Cucumber and eggplant salad
Ingredients
- Eggplant - 1.4 kg
- Cucumbers - 0.7 kg
- Tomatoes - 1.4 kg
- Sweet pepper - 0.7 kg (preferably red)
- Onions - 0.3 kg
- Granulated sugar - 90 g
- Vegetable oil - 200 ml
- Vinegar - 70 ml (9%)
- Salt - 1 tbsp l.
Preparation
- Try to choose young eggplants for the salad (from overripe vegetables, the preparation will not turn out so tasty), without damage (it is also better not to take too large fruits). Wash them well and cut off the tail, then cut into large pieces.

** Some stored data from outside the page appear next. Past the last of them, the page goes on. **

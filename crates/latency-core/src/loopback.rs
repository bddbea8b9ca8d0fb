//! In-memory session for tests and dry runs.
//!
//! Requests go through an unbounded channel to a dedicated delivery thread,
//! which asks a responder closure what to emit and hands the resulting
//! events to the handler. Responses therefore always arrive on a thread
//! other than the caller's, as they would from a real session.

use crate::error::TransportError;
use crate::ports::{EventHandler, Session};
use parking_lot::Mutex;
use std::sync::atomic::{AtomicU64, Ordering};
use std::sync::Arc;
use std::thread::{self, JoinHandle};
use tokio::sync::mpsc;
use tracing::{debug, warn};
use venue_types::{fields, Element, Event, Message, MessageKind, Operation, Request};

/// Session whose "venue" is a closure.
pub struct LoopbackSession {
    sender: Mutex<Option<mpsc::UnboundedSender<Request>>>,
    worker: Mutex<Option<JoinHandle<()>>>,
    sent: Arc<AtomicU64>,
}

impl LoopbackSession {
    /// Start the delivery thread.
    ///
    /// `responder` runs on the delivery thread for every request and returns
    /// the events to deliver, in order.
    pub fn spawn<F>(handler: Arc<dyn EventHandler>, mut responder: F) -> Self
    where
        F: FnMut(&Request) -> Vec<Event> + Send + 'static,
    {
        let (tx, mut rx) = mpsc::unbounded_channel::<Request>();
        let worker = thread::spawn(move || {
            while let Some(request) = rx.blocking_recv() {
                for event in responder(&request) {
                    handler.on_event(event);
                }
            }
            debug!("Loopback delivery thread exiting");
        });

        Self {
            sender: Mutex::new(Some(tx)),
            worker: Mutex::new(Some(worker)),
            sent: Arc::new(AtomicU64::new(0)),
        }
    }

    /// Requests accepted so far
    pub fn sent(&self) -> u64 {
        self.sent.load(Ordering::Relaxed)
    }
}

impl Session for LoopbackSession {
    fn send(&self, request: Request) -> Result<(), TransportError> {
        let guard = self.sender.lock();
        let Some(tx) = guard.as_ref() else {
            return Err(TransportError::SessionStopped);
        };
        tx.send(request).map_err(|_| TransportError::ChannelClosed)?;
        self.sent.fetch_add(1, Ordering::Relaxed);
        Ok(())
    }

    fn stop(&self) {
        // Dropping the sender ends the delivery loop once the queue drains.
        self.sender.lock().take();
        if let Some(worker) = self.worker.lock().take() {
            if worker.join().is_err() {
                warn!("Loopback delivery thread panicked");
            }
        }
    }
}

impl Drop for LoopbackSession {
    fn drop(&mut self) {
        self.stop();
    }
}

/// Acknowledge `request` the way a well-behaved venue would.
///
/// Creates answer with `order_id`; cancels echo the `ORDER_ID` they carried.
pub fn acknowledge(request: &Request, order_id: &str) -> Event {
    let (kind, order_id) = match request.operation {
        Operation::CreateOrder => (MessageKind::CreateOrder, order_id),
        Operation::CancelOrder => (
            MessageKind::CancelOrder,
            request.param(fields::ORDER_ID).unwrap_or(order_id),
        ),
    };
    Event::response(vec![Message::new(kind)
        .with_correlation_id(request.correlation_id.clone())
        .with_element(Element::new().with(fields::ORDER_ID, order_id))])
}

/// Reject `request` with a venue error message.
pub fn reject(request: &Request, reason: &str) -> Event {
    Event::response(vec![Message::new(MessageKind::ResponseError)
        .with_correlation_id(request.correlation_id.clone())
        .with_element(Element::new().with(fields::ERROR_MESSAGE, reason))])
}
//! Global `tracing` subscriber setup.
//!
//! Logs always go to stderr; stdout is reserved for the latency report.

use std::io;
use tracing_subscriber::{fmt, layer::SubscriberExt, util::SubscriberInitExt, EnvFilter};

use crate::{TelemetryConfig, TelemetryError};

/// Parse the configured filter directive.
pub fn build_filter(config: &TelemetryConfig) -> Result<EnvFilter, TelemetryError> {
    EnvFilter::try_new(&config.log_level)
        .map_err(|e| TelemetryError::Filter(format!("{}: {}", config.log_level, e)))
}

/// Install the global subscriber. Fails if one is already installed.
pub fn init_subscriber(config: &TelemetryConfig) -> Result<(), TelemetryError> {
    let env_filter = build_filter(config)?;

    // JSON output for log shippers
    let json_layer = (config.console_output && config.json_logs).then(|| {
        fmt::layer()
            .json()
            .with_writer(io::stderr)
            .with_target(true)
            .with_thread_ids(true)
            .with_file(true)
            .with_line_number(true)
    });

    // Human-readable output for terminals
    let text_layer = (config.console_output && !config.json_logs).then(|| {
        fmt::layer()
            .with_writer(io::stderr)
            .with_target(true)
            .with_thread_ids(false)
            .with_file(false)
            .with_line_number(false)
            .with_ansi(true)
    });

    tracing_subscriber::registry()
        .with(env_filter)
        .with(json_layer)
        .with(text_layer)
        .try_init()
        .map_err(|e| TelemetryError::Init(e.to_string()))?;

    tracing::debug!(
        service = %config.service_name,
        level = %config.log_level,
        json = config.json_logs,
        "Logging initialized"
    );
    Ok(())
}
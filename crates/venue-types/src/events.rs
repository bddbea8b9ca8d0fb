//! # Session Events
//!
//! Everything a trading session delivers to its handler is an `Event`: a type
//! tag, a timestamp and an ordered list of `Message`s. Each message carries at
//! most one correlation id and an ordered list of `Element`s.

use crate::correlation::CorrelationId;
use chrono::{DateTime, Utc};
use serde::{Deserialize, Serialize};
use std::collections::BTreeMap;

/// Well-known element names.
pub mod fields {
    pub const ORDER_ID: &str = "ORDER_ID";
    pub const CLIENT_ORDER_ID: &str = "CLIENT_ORDER_ID";
    pub const SIDE: &str = "SIDE";
    pub const QUANTITY: &str = "QUANTITY";
    pub const LIMIT_PRICE: &str = "LIMIT_PRICE";
    pub const ERROR_MESSAGE: &str = "ERROR_MESSAGE";
    pub const BID_PRICE: &str = "BID_PRICE";
    pub const BID_SIZE: &str = "BID_SIZE";
    pub const ASK_PRICE: &str = "ASK_PRICE";
    pub const ASK_SIZE: &str = "ASK_SIZE";
}

/// Event classification.
#[derive(Debug, Clone, Copy, PartialEq, Eq, Hash, Serialize, Deserialize)]
#[serde(rename_all = "SCREAMING_SNAKE_CASE")]
pub enum EventType {
    /// Answer to a request; the only type that carries correlations.
    Response,
    /// Subscription lifecycle notice.
    SubscriptionStatus,
    /// Market data pushed for an active subscription.
    SubscriptionData,
    /// Connection lifecycle notice.
    SessionStatus,
}

/// What a single message inside an event is about.
#[derive(Debug, Clone, Copy, PartialEq, Eq, Hash, Serialize, Deserialize)]
#[serde(rename_all = "SCREAMING_SNAKE_CASE")]
pub enum MessageKind {
    CreateOrder,
    CancelOrder,
    /// The venue rejected the request; see `ERROR_MESSAGE`.
    ResponseError,
    MarketDepth,
    SubscriptionStarted,
    SessionConnectionUp,
    SessionConnectionDown,
}

/// Ordered name to value mapping.
#[derive(Debug, Clone, Default, PartialEq, Eq, Serialize, Deserialize)]
#[serde(transparent)]
pub struct Element {
    values: BTreeMap<String, String>,
}

impl Element {
    pub fn new() -> Self {
        Self::default()
    }

    /// Builder-style insert
    #[must_use]
    pub fn with(mut self, name: impl Into<String>, value: impl Into<String>) -> Self {
        self.insert(name, value);
        self
    }

    pub fn insert(&mut self, name: impl Into<String>, value: impl Into<String>) {
        self.values.insert(name.into(), value.into());
    }

    /// Look up a value by element name
    pub fn value(&self, name: &str) -> Option<&str> {
        self.values.get(name).map(String::as_str)
    }

    pub fn iter(&self) -> impl Iterator<Item = (&str, &str)> {
        self.values.iter().map(|(k, v)| (k.as_str(), v.as_str()))
    }

    pub fn is_empty(&self) -> bool {
        self.values.is_empty()
    }
}

/// One unit of an event.
#[derive(Debug, Clone, PartialEq, Serialize, Deserialize)]
pub struct Message {
    /// Zero or one correlation ids
    correlation_id: Option<CorrelationId>,
    /// Message kind
    pub kind: MessageKind,
    /// When the venue produced this message
    pub time: DateTime<Utc>,
    /// Ordered elements
    pub elements: Vec<Element>,
}

impl Message {
    /// Create an uncorrelated message stamped with the current time
    pub fn new(kind: MessageKind) -> Self {
        Self {
            correlation_id: None,
            kind,
            time: Utc::now(),
            elements: Vec::new(),
        }
    }

    #[must_use]
    pub fn with_correlation_id(mut self, correlation_id: CorrelationId) -> Self {
        self.correlation_id = Some(correlation_id);
        self
    }

    #[must_use]
    pub fn with_element(mut self, element: Element) -> Self {
        self.elements.push(element);
        self
    }

    pub fn correlation_id(&self) -> Option<&CorrelationId> {
        self.correlation_id.as_ref()
    }

    /// Correlation id, or the empty id when the message carries none.
    pub fn correlation_id_or_empty(&self) -> CorrelationId {
        self.correlation_id.clone().unwrap_or_default()
    }

    /// Value of `name` in the first element, if any
    pub fn first_value(&self, name: &str) -> Option<&str> {
        self.elements.first().and_then(|e| e.value(name))
    }
}

/// Immutable record delivered by a session.
#[derive(Debug, Clone, PartialEq, Serialize, Deserialize)]
pub struct Event {
    #[serde(rename = "type")]
    pub event_type: EventType,
    pub time: DateTime<Utc>,
    pub messages: Vec<Message>,
}

impl Event {
    pub fn new(event_type: EventType, messages: Vec<Message>) -> Self {
        Self {
            event_type,
            time: Utc::now(),
            messages,
        }
    }

    /// Convenience constructor for a `RESPONSE` event
    pub fn response(messages: Vec<Message>) -> Self {
        Self::new(EventType::Response, messages)
    }

    /// Value of `name` in the first element of the first message.
    pub fn first_value(&self, name: &str) -> Option<&str> {
        self.messages.first().and_then(|m| m.first_value(name))
    }

    /// Correlation ids of all messages, in message order.
    pub fn correlation_ids(&self) -> impl Iterator<Item = CorrelationId> + '_ {
        self.messages.iter().map(Message::correlation_id_or_empty)
    }
}

#[cfg(test)]
mod tests {
    use super::*;

    fn order_response(id: &str, order_id: &str) -> Event {
        Event::response(vec![Message::new(MessageKind::CreateOrder)
            .with_correlation_id(CorrelationId::from(id))
            .with_element(Element::new().with(fields::ORDER_ID, order_id))])
    }

    #[test]
    fn test_first_value() {
        let event = order_response("create_order_0", "42");
        assert_eq!(event.first_value(fields::ORDER_ID), Some("42"));
        assert_eq!(event.first_value(fields::CLIENT_ORDER_ID), None);
    }

    #[test]
    fn test_first_value_without_elements() {
        let event = Event::response(vec![Message::new(MessageKind::CreateOrder)]);
        assert_eq!(event.first_value(fields::ORDER_ID), None);

        let empty = Event::response(vec![]);
        assert_eq!(empty.first_value(fields::ORDER_ID), None);
    }

    #[test]
    fn test_uncorrelated_message_maps_to_empty_id() {
        let event = Event::response(vec![
            Message::new(MessageKind::CreateOrder),
            Message::new(MessageKind::CancelOrder).with_correlation_id("x".into()),
        ]);
        let ids: Vec<_> = event.correlation_ids().collect();
        assert_eq!(ids, vec![CorrelationId::empty(), CorrelationId::from("x")]);
    }

    #[test]
    fn test_element_iteration_is_ordered() {
        let element = Element::new()
            .with(fields::BID_PRICE, "99.5")
            .with(fields::ASK_PRICE, "100.5");
        let names: Vec<_> = element.iter().map(|(k, _)| k).collect();
        assert_eq!(names, vec![fields::ASK_PRICE, fields::BID_PRICE]);
    }

    #[test]
    fn test_event_type_serialization() {
        let json = serde_json::to_string(&EventType::SubscriptionData).unwrap();
        assert_eq!(json, "\"SUBSCRIPTION_DATA\"");
    }
}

- Place the sliced eggplants in a bowl (preferably deep). To remove bitterness from them, salt the vegetables, mix the eggplants with your hands, crush them slightly so that all the pieces are salted, and leave for 30 minutes, then rinse the blue ones with running water and squeeze.
- Peel the bell peppers from the seeds (it is best to take large, red and fleshy ones), if necessary, remove the partitions, wash and cut into large pieces (approximately the same size as the eggplant).

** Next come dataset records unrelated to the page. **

//! Error types for the correlation bridge and latency sampler

use std::time::Duration;
use thiserror::Error;
use venue_types::CorrelationId;

/// Failures raised by a session when handing off a request.
#[derive(Debug, Clone, Error, PartialEq, Eq)]
pub enum TransportError {
    #[error("session stopped")]
    SessionStopped,

    #[error("channel closed")]
    ChannelClosed,

    #[error("session unavailable: {0}")]
    Unavailable(String),
}

/// Errors that can occur while measuring latency
#[derive(Debug, Error)]
pub enum LatencyError {
    /// The session could not be brought up; nothing was sent.
    #[error("failed to start session: {0}")]
    SessionStart(#[source] TransportError),

    /// The request never left; no wait was started.
    #[error("transport error for {correlation_id}: {source}")]
    Transport {
        correlation_id: CorrelationId,
        #[source]
        source: TransportError,
    },

    #[error("no response for {correlation_id} within {}ms", .timeout.as_millis())]
    CorrelationTimeout {
        correlation_id: CorrelationId,
        timeout: Duration,
    },

    #[error(
        "create response for {correlation_id} has no ORDER_ID{}",
        .detail.as_ref().map(|d| format!(": {}", d)).unwrap_or_default()
    )]
    MissingOrderId {
        correlation_id: CorrelationId,
        /// Venue error text, when the response was a rejection
        detail: Option<String>,
    },

    #[error("configuration error: {0}")]
    Configuration(String),
}

/// Result alias used across the crate
pub type LatencyResult<T> = Result<T, LatencyError>;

- Also try to take young cucumbers, not overripe. Wash them well (if time permits, pre-fill with ice water for 15 - 20 minutes so that they stand a little), cut off the tails and cut into halves of circles (small cucumbers can be cut into whole circles).
- Ripe tomatoes (they can be just overripe and even slightly spoiled for salad preparation), wash, remove the stalk (if necessary, cut or cut out the spoiled part of the vegetable) and twist them with a meat grinder or blender into tomato puree. If desired, the peel from the tomatoes can be previously removed by pouring boiling water over the tomatoes, then placing them in cold water, and then peeling the peel with ease.
- Pour the finished tomato puree into a deep container (it can be a saucepan and a bowl, but always with a lid), in which you will cook the salad.
- Peel onions, wash and cut into half rings (small onions can be cut into rings), then pour them into a saucepan with tomato puree and boil for 5 minutes (from the moment of boiling), stirring occasionally.
- Next, alternately add chopped vegetables - bell peppers, cucumbers, eggplants to the onion and tomato puree. Mix everything thoroughly, cover the container with a lid and simmer over low heat for about 20 minutes, stirring the salad from time to time.
- After the allotted time, add salt and sugar to the salad, pour in the vegetable oil and vinegar, mix and cook for another 5 minutes over low heat, but with the lid open.
- After the eggplant and cucumber salad is ready, spread it over pre-sterilized half-liter jars, filling them up to the neck.
- Roll up the jars of salad (cork) and turn over, wrapping them in a blanket until they cool completely.
- The cooled preservation is best stored in a cool place, no more than two years (when using homemade vegetable oil, no more than a year).